Rio, 18 (AE) - A inflação entre 21 de fevereiro e 10 de março ficou em 2,38% no Rio de Janeiro e em São Paulo, de acordo com a segunda prévia do Índice Geral de Preços do Mercado (IGP-M), divulgada hoje pela Fundação Getúlio Vargas (FGV-RJ). Responsável pela elaboração do índice, o chefe do Centro de Estudos de Preços da FGV-RJ, Paulo Sidney de Mello Cota, disse que o número já mostra tendência de queda da inflação a partir deste mês.
"A explosão esperada nos preços ao consumidor não vai existir", afirmou Sidney. "O aspecto doloroso é que o principal agente para isso é a recessão". Os preços para o consumidor tiveram variação de apenas 1,03% e os da construção civil aumentaram 0,82% no período pesquisado. O economista explicou que a estagnação econômica, ao diminuir o poder aquisitivo da população, impede o repasse de aumentos nos produtos causados pela alta do dólar.

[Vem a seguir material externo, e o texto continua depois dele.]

//! Event bus for device link events.
//!
//! Each connection owns its own bus; there is no ambient global instance.
//! Collaborators either register a synchronous filtered handler (with a
//! deterministic unsubscribe via [`SubscriptionId`]) or take an async
//! broadcast receiver.

use parking_lot::RwLock;
use std::collections::HashMap;
use std::sync::Arc;
use tokio::sync::broadcast;
use uuid::Uuid;

use crate::events::{EventCategory, PanelEvent};

/// Subscription handle for unsubscribing from events
#[derive(Debug, Clone, Copy, PartialEq, Eq, Hash)]
pub struct SubscriptionId(Uuid);

impl SubscriptionId {
    fn new() -> Self {
        Self(Uuid::new_v4())
    }
}

impl std::fmt::Display for SubscriptionId {
    fn fmt(&self, f: &mut std::fmt::Formatter<'_>) -> std::fmt::Result {
        write!(f, "Sub({})", &self.0.to_string()[..8])
    }
}

/// Filter to receive only specific event types
#[derive(Debug, Clone, Default)]
pub enum EventFilter {
    /// Receive all events.
    #[default]
    All,
    /// Receive events matching any of these categories.
    Categories(Vec<EventCategory>),
}

impl EventFilter {
    /// Check if an event matches this filter
    pub fn matches(&self, event: &PanelEvent) -> bool {
        match self {
            EventFilter::All => true,
            EventFilter::Categories(categories) => categories.contains(&event.category()),
        }
    }
}

/// Type alias for event handler functions
type EventHandler = Box<dyn Fn(PanelEvent) + Send + Sync>;

/// Per-connection event bus
pub struct EventBus {
    /// Broadcast channel sender
    sender: broadcast::Sender<PanelEvent>,
    /// Registered synchronous handlers
    handlers: Arc<RwLock<HashMap<SubscriptionId, (EventFilter, EventHandler)>>>,
}

impl EventBus {
    /// Create a new event bus with the default channel capacity
    pub fn new() -> Self {
        Self::with_capacity(1024)
    }

    /// Create a new event bus with a custom broadcast capacity
    pub fn with_capacity(capacity: usize) -> Self {
        let (sender, _) = broadcast::channel(capacity);
        Self {
            sender,
            handlers: Arc::new(RwLock::new(HashMap::new())),
        }
    }

    /// Publish an event to all subscribers
    ///
    /// Synchronous handlers run on the publishing thread; broadcast
    /// receivers get the event asynchronously. Lagging or absent
    /// receivers are not an error.
    pub fn publish(&self, event: PanelEvent) {
        tracing::trace!("event: {}", event.description());

        let handlers = self.handlers.read();
        for (_, (filter, handler)) in handlers.iter() {
            if filter.matches(&event) {
                handler(event.clone());
            }
        }

        // A send error just means nobody holds a receiver right now.
        let _ = self.sender.send(event);
    }

    /// Subscribe with a synchronous handler
    ///
    /// The handler is called on the publishing thread, so it should
    /// return quickly to avoid blocking event dispatch.
    pub fn subscribe<F>(&self, filter: EventFilter, handler: F) -> SubscriptionId
    where
        F: Fn(PanelEvent) + Send + Sync + 'static,
    {
        let id = SubscriptionId::new();
        let mut handlers = self.handlers.write();
        handlers.insert(id, (filter, Box::new(handler)));
        tracing::debug!("Subscription {} added", id);
        id
    }

    /// Get a receiver for async event consumption
    pub fn receiver(&self) -> broadcast::Receiver<PanelEvent> {
        self.sender.subscribe()
    }

    /// Unsubscribe a synchronous handler
    ///
    /// Returns true if the subscription was found and removed.
    pub fn unsubscribe(&self, id: SubscriptionId) -> bool {
        let mut handlers = self.handlers.write();
        let removed = handlers.remove(&id).is_some();
        if removed {
            tracing::debug!("Subscription {} removed", id);
        }
        removed
    }

    /// Get the number of active synchronous subscriptions
    pub fn subscriber_count(&self) -> usize {
        self.handlers.read().len()
    }
}

impl Default for EventBus {
    fn default() -> Self {
        Self::new()
    }
}

impl std::fmt::Debug for EventBus {
    fn fmt(&self, f: &mut std::fmt::Formatter<'_>) -> std::fmt::Result {
        f.debug_struct("EventBus")
            .field("subscribers", &self.subscriber_count())
            .finish()
    }
}

#[cfg(test)]
mod tests {
    use super::*;
    use crate::events::{ConnectionEvent, ErrorEvent};
    use std::sync::atomic::{AtomicUsize, Ordering};

    fn connected_event() -> PanelEvent {
        PanelEvent::Connection(ConnectionEvent::Connected {
            target: "/dev/ttyUSB0".to_string(),
        })
    }

    #[test]
    fn test_subscribe_and_unsubscribe() {
        let bus = EventBus::new();

        let id = bus.subscribe(EventFilter::All, |_| {});
        assert_eq!(bus.subscriber_count(), 1);

        assert!(bus.unsubscribe(id));
        assert_eq!(bus.subscriber_count(), 0);

        // Double unsubscribe should return false
        assert!(!bus.unsubscribe(id));
    }

    #[test]
    fn test_event_delivery() {
        let bus = EventBus::new();
        let counter = Arc::new(AtomicUsize::new(0));
        let counter_clone = counter.clone();

        let _id = bus.subscribe(EventFilter::All, move |_| {
            counter_clone.fetch_add(1, Ordering::SeqCst);
        });

        bus.publish(connected_event());
        assert_eq!(counter.load(Ordering::SeqCst), 1);
    }

    #[test]
    fn test_event_filtering() {
        let bus = EventBus::new();
        let connection_count = Arc::new(AtomicUsize::new(0));
        let error_count = Arc::new(AtomicUsize::new(0));

        let cc = connection_count.clone();
        bus.subscribe(
            EventFilter::Categories(vec![EventCategory::Connection]),
            move |_| {
                cc.fetch_add(1, Ordering::SeqCst);
            },
        );

        let ec = error_count.clone();
        bus.subscribe(
            EventFilter::Categories(vec![EventCategory::Error]),
            move |_| {
                ec.fetch_add(1, Ordering::SeqCst);
            },
        );

        bus.publish(connected_event());
        bus.publish(PanelEvent::Error(ErrorEvent::Error {
            message: "boom".to_string(),
        }));

        assert_eq!(connection_count.load(Ordering::SeqCst), 1);
        assert_eq!(error_count.load(Ordering::SeqCst), 1);
    }

    #[tokio::test]
    async fn test_async_receiver() {
        let bus = EventBus::new();
        let mut receiver = bus.receiver();

        bus.publish(connected_event());

        let received = receiver.try_recv();
        assert!(received.is_ok());

        if let Ok(PanelEvent::Connection(ConnectionEvent::Connected { target })) = received {
            assert_eq!(target, "/dev/ttyUSB0");
        } else {
            panic!("Wrong event received");
        }
    }
}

Os produtores de matéria-prima absorveram parte do aumento provocado pela desvalorização do real ao negociar com a indústria de transformação - que também evitou grandes reajustes ao fornecer seus produtos para o comércio.O repasse também foi interrompido para os consumidores, segundo Sidney.
Os preços no atacado, que têm o maior peso no cálculo do IGPM, tiveram a maior alta nesta prévia, de 2,38%. No entanto, produtos agrícolas que haviam aumentado até 40% em fevereiro já tiveram quedas de preço. Entre eles estão o trigo, cujo valor baixou 2,16%, a cana de açúcar, com queda de 2,25% no preço, e o arroz em casca, com redução de 5,59%. "São produtos que estavam contribuindo para o crescimento e agora ajudam na redução do índice", afirmou Sidney.
"O aumento do preço coincidiu com o pico do desemprego, e o poder aquisitivo da sociedade ficou menor", lembrou o chefe do Centro de Estudos de Preços da FGV-RJ. A inflação de todo o mês de março, medida pelo Índice Geral de Preços ao Consumidor de Disponbilidade Interna (IGP-DI), deve ficar entre 3% e 3,5%, na previsão de Sidney. No mês passado, o índice chegou a 4,44%.
Sidney previu que o aumento dos preços dos combustíveis, a partir do dia 11, vai causar influência nos preços do atacado. Mesmo assim, a tendência de queda deve se manter. Desta forma, para o economista, o Brasil pode cumprir a meta de inflação anual de 16,8%, como foi acertado no acordo com o Fundo Monetário Internacional (FMI).